Atlantic Immigration Program Canada: Complete Guide
Atlantic Immigration Program (AIP) Canada: The Complete Honest Guide
Last updated: June 2026. All information below comes directly from the official IRCC website (canada.ca). This is educational content, not legal immigration advice. Always verify with official sources before making decisions.
If you have spent any time researching immigration to Canada — especially from Vietnam, the Philippines, India, or other Southeast Asian countries — you have almost certainly encountered the name AIP: the Atlantic Immigration Program.

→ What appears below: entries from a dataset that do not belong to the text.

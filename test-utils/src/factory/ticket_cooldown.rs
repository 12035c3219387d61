//! Cooldown factory for creating per-user ticket cooldown rows.

use chrono::{DateTime, Utc};
use sea_orm::{ActiveModelTrait, ActiveValue, DatabaseConnection, DbErr};

/// Creates a cooldown row recording when `user_id` last opened a ticket.
///
/// # Arguments
/// - `db` - Database connection
/// - `user_id` - Discord user id as a string
/// - `last_opened_at` - Time the user last opened a ticket
///
/// # Returns
/// - `Ok(Model)` - The created cooldown row
/// - `Err(DbErr)` - Database error during insertion
pub async fn create_cooldown(
    db: &DatabaseConnection,
    user_id: impl Into<String>,
    last_opened_at: DateTime<Utc>,
) -> Result<entity::ticket_cooldown::Model, DbErr> {
    entity::ticket_cooldown::ActiveModel {
        id: ActiveValue::NotSet,
        user_id: ActiveValue::Set(user_id.into()),
        last_opened_at: ActiveValue::Set(last_opened_at),
    }
    .insert(db)
    .await
}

You have probably also heard two very different things about it:
- That it is a legitimate pathway to Canadian permanent residence.
- That it is a scam used by brokers to collect money.
Here is the honest truth: both are correct.
AIP is a real federal immigration program managed by Immigration, Refugees and Citizenship Canada (IRCC). It is also one of the most-exploited program names in the immigration consulting market — especially in Vietnam, where I have seen countless people lose significant money to brokers selling "guaranteed AIP packages."
In this guide, I will walk you through exactly what the real AIP is, what it actually requires, how long it really takes, and — most importantly — how to tell the legitimate path from the scams using its name.
What AIP Actually Is
The Atlantic Immigration Program is a permanent residence pathway created by the Government of Canada. It was made permanent by Parliament in 2022 after running as a pilot since 2017.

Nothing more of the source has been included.